**RECORDS PROVIDED**
══════════════════════════════
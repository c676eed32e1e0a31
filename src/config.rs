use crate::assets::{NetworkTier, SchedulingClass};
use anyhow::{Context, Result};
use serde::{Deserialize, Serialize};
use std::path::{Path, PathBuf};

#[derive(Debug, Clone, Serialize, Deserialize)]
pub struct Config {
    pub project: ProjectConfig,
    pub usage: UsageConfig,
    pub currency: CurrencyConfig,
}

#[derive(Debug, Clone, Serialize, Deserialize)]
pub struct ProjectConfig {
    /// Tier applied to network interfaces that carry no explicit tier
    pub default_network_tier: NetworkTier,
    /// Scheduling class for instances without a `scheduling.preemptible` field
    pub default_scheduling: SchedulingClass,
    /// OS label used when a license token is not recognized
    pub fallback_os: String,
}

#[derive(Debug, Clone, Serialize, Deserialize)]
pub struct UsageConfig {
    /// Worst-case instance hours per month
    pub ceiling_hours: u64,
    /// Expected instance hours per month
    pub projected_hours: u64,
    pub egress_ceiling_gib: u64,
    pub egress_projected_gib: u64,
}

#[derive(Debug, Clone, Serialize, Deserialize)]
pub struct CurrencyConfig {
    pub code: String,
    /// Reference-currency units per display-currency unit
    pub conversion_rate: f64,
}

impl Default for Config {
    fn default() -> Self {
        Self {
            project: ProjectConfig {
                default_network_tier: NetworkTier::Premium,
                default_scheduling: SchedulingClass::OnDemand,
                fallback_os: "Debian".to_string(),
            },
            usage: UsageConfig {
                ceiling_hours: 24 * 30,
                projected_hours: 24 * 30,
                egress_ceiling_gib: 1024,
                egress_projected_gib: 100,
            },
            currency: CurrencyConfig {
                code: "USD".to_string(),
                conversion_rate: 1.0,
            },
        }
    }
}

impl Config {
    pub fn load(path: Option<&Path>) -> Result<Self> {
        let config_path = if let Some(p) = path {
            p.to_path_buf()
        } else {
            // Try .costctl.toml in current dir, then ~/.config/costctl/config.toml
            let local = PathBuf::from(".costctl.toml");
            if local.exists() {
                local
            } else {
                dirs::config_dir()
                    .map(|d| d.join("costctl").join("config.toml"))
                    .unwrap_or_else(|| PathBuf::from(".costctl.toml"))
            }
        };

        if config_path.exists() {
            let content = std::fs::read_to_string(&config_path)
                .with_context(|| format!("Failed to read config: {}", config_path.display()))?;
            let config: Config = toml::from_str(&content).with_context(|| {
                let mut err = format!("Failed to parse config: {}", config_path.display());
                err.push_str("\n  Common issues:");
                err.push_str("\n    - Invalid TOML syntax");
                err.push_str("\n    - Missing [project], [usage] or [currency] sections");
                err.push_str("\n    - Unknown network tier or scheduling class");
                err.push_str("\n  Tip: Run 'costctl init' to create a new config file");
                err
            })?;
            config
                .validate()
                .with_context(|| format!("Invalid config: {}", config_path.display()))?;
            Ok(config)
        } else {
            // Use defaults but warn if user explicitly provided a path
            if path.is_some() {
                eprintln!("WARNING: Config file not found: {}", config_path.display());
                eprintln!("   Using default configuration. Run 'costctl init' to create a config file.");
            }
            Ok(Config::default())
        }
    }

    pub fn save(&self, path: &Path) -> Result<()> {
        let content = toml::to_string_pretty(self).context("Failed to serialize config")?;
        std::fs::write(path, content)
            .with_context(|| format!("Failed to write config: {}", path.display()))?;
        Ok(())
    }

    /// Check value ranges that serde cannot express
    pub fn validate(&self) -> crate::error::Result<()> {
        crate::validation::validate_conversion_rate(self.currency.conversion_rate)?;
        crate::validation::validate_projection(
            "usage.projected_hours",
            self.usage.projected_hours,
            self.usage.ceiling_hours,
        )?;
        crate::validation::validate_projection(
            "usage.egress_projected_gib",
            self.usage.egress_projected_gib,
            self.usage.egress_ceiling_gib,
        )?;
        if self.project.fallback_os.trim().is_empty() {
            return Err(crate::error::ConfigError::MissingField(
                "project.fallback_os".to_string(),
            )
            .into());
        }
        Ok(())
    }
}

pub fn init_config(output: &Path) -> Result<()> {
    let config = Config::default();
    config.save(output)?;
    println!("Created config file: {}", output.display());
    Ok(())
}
══════════════════════════════
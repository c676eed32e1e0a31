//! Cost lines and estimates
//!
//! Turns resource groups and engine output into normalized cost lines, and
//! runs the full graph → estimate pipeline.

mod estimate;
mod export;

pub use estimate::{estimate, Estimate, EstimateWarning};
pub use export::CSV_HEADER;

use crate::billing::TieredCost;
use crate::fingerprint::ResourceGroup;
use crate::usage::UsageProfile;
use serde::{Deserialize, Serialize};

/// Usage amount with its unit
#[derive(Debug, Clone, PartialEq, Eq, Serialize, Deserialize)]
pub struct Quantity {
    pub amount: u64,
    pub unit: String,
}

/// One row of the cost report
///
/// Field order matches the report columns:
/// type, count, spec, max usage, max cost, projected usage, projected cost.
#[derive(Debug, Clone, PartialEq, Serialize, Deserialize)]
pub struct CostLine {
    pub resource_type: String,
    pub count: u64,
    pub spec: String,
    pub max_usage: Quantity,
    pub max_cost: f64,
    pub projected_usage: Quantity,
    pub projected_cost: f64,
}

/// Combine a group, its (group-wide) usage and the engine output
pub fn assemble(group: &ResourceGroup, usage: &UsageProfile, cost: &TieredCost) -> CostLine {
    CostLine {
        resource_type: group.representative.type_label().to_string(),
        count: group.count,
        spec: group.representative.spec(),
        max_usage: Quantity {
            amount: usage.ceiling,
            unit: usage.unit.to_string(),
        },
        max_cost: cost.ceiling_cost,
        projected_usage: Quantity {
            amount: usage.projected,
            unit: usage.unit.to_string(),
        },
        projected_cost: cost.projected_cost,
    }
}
══════════════════════════════
**PROBLEM**
Your task is to say how many lines in the entries above contain the word "costctl". Please write only the number.

**TASK RESPONSE**
6